**Your instructions:**
Transcribe the following entries word for word. End with the line where "It is resolved" appears.

Collected data

------------

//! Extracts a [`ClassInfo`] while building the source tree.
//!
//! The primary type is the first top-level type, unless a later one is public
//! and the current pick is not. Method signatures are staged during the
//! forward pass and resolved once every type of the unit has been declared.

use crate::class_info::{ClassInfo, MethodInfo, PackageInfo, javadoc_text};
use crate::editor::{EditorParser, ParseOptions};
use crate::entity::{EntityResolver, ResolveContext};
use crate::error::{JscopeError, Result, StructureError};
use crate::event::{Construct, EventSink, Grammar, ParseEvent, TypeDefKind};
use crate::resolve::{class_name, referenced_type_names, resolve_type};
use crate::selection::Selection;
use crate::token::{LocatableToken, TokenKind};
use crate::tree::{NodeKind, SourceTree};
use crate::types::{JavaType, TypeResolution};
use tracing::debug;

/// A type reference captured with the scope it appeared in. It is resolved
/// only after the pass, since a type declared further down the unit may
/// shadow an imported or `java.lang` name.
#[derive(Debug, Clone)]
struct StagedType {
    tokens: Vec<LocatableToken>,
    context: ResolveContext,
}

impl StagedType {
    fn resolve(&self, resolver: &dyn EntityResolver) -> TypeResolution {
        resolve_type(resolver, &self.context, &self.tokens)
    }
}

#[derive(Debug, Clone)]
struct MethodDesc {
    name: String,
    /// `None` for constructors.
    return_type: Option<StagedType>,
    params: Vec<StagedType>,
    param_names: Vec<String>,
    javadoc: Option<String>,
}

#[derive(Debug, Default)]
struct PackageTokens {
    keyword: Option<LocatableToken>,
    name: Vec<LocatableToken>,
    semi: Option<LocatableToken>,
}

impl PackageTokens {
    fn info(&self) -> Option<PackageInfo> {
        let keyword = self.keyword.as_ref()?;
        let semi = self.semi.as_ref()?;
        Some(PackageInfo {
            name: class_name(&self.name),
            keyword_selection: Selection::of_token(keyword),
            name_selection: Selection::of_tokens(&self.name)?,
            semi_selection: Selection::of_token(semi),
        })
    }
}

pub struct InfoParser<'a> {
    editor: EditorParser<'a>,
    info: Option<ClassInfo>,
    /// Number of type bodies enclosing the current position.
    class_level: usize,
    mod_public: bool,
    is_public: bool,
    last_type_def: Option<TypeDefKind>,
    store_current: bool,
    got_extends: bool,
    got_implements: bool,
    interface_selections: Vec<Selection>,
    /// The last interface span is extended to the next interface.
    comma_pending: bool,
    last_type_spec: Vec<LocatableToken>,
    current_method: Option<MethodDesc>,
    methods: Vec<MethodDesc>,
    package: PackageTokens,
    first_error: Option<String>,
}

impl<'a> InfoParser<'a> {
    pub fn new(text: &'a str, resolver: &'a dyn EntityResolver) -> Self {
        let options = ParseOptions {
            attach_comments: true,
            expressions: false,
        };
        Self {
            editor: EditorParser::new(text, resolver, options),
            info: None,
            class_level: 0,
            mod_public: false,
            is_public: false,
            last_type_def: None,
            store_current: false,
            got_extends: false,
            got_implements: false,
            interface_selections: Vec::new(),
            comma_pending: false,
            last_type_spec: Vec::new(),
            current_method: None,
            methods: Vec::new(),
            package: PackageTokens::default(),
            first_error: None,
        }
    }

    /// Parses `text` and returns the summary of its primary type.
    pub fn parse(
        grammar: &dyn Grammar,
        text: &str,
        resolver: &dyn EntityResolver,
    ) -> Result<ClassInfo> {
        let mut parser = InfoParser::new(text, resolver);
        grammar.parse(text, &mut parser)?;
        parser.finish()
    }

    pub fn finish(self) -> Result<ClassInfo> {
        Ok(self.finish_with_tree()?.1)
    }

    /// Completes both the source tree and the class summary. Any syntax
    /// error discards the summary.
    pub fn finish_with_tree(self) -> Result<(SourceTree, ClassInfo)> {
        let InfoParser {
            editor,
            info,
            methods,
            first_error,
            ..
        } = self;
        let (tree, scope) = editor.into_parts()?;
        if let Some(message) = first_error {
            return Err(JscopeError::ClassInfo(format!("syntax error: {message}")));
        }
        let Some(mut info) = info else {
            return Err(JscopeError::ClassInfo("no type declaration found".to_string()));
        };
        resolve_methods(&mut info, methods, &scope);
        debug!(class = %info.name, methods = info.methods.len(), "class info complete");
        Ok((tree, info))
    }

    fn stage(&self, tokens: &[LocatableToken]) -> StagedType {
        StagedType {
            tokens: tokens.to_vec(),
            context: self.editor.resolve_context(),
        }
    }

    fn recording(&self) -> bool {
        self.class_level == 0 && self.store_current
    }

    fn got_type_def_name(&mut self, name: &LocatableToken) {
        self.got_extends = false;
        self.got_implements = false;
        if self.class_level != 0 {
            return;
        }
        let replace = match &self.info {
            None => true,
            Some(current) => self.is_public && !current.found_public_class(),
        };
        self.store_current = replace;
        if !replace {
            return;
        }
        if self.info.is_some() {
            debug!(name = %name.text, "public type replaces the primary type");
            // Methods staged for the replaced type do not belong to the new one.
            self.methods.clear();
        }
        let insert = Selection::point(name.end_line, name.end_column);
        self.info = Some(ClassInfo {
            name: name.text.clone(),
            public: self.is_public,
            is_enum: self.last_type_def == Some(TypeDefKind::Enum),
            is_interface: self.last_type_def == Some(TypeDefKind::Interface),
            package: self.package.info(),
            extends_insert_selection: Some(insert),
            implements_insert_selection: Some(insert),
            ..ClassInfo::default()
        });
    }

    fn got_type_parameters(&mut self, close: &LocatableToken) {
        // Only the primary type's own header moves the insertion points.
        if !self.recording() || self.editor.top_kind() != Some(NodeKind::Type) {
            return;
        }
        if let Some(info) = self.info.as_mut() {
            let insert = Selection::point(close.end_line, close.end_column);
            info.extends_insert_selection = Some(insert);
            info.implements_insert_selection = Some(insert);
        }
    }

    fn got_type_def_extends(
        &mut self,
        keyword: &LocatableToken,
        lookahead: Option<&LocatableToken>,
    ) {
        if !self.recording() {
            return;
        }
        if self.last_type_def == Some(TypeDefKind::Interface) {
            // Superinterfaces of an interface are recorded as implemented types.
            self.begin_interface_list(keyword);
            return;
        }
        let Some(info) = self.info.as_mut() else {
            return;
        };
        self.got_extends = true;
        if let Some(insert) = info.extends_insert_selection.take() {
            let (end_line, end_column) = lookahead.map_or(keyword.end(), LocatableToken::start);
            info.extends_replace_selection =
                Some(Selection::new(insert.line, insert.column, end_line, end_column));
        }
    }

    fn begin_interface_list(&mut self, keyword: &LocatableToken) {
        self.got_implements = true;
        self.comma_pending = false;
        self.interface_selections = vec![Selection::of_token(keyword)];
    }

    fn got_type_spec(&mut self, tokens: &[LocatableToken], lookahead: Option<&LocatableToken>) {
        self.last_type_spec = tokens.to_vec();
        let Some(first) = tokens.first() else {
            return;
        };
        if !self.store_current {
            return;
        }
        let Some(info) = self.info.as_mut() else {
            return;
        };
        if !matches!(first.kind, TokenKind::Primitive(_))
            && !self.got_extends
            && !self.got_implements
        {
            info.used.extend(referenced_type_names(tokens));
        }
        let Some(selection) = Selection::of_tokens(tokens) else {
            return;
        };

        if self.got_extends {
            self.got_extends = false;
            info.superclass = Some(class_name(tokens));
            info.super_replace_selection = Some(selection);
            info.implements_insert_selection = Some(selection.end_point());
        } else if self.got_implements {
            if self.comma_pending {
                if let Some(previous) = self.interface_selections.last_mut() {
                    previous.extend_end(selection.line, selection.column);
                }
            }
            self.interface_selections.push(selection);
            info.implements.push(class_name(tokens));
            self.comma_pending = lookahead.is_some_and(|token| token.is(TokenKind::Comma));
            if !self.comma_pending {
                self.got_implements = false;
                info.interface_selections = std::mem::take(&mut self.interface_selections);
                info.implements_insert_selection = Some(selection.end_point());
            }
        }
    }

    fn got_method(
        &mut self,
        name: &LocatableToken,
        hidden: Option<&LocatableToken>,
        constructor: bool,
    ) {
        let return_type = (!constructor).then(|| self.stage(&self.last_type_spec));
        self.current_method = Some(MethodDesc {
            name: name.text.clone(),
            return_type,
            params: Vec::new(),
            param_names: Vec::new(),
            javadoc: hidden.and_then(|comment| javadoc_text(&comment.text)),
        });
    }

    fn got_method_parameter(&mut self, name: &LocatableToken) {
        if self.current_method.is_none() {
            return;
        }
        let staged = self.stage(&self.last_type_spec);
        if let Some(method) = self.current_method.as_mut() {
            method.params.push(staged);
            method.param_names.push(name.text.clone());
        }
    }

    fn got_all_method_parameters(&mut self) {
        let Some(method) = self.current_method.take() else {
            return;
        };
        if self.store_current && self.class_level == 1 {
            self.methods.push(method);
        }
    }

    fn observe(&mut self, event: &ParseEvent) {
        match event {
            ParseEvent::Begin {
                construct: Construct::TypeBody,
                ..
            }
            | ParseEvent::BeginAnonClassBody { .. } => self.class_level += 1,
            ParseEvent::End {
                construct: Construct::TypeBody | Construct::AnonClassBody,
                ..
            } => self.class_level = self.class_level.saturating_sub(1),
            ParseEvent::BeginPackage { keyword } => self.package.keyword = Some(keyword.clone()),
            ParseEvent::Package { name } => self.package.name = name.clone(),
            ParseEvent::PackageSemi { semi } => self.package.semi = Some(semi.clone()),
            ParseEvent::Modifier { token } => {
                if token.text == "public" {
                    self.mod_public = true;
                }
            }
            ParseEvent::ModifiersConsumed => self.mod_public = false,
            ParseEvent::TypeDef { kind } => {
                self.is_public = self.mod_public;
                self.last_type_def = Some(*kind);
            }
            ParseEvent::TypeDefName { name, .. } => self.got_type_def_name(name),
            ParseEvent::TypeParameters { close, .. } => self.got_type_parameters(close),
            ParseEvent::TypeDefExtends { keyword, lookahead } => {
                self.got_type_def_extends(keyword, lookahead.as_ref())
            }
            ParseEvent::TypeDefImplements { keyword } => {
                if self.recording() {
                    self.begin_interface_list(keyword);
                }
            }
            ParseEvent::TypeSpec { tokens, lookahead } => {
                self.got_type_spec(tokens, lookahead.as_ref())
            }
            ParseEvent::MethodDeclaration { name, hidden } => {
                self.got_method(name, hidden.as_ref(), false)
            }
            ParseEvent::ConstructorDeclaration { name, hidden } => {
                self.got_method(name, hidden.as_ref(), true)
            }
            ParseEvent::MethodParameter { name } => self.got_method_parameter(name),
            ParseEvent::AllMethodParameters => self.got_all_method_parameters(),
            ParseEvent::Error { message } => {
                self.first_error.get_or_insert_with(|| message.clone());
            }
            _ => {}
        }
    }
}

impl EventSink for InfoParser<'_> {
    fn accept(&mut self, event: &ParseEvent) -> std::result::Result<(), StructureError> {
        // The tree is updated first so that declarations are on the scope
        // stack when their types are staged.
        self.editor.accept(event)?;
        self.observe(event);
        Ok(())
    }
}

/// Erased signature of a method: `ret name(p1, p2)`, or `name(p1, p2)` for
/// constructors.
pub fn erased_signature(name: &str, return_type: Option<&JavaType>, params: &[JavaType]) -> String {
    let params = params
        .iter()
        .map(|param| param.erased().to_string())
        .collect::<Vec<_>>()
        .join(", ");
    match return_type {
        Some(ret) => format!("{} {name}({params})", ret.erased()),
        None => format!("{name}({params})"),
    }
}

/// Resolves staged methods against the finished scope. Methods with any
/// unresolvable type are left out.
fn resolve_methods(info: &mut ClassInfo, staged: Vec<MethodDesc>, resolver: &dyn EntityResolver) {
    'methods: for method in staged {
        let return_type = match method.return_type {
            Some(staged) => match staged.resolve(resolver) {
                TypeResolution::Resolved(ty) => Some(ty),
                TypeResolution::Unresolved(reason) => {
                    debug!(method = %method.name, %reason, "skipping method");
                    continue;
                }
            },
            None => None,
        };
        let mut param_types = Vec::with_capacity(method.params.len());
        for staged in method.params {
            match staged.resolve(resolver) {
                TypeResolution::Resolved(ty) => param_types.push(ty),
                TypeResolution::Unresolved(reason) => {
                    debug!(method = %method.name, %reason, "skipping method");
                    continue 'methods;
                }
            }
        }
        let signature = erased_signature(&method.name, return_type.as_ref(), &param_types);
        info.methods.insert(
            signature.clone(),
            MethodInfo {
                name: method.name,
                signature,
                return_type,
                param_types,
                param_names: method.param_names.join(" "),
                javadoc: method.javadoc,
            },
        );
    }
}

------------

**Answer below:**
//! Extracts a [`ClassInfo`] while building the source tree.
//!
//! The primary type is the first top-level type, unless a later one is public
//! and the current pick is not. Method signatures are staged during the
//! forward pass and resolved once every type of the unit has been declared.

use crate::class_info::{ClassInfo, MethodInfo, PackageInfo, javadoc_text};
use crate::editor::{EditorParser, ParseOptions};
use crate::entity::{EntityResolver, ResolveContext};
use crate::error::{JscopeError, Result, StructureError};
use crate::event::{Construct, EventSink, Grammar, ParseEvent, TypeDefKind};
use crate::resolve::{class_name, referenced_type_names, resolve_type};
use crate::selection::Selection;
use crate::token::{LocatableToken, TokenKind};
use crate::tree::{NodeKind, SourceTree};
use crate::types::{JavaType, TypeResolution};
use tracing::debug;

/// A type reference captured with the scope it appeared in. It is resolved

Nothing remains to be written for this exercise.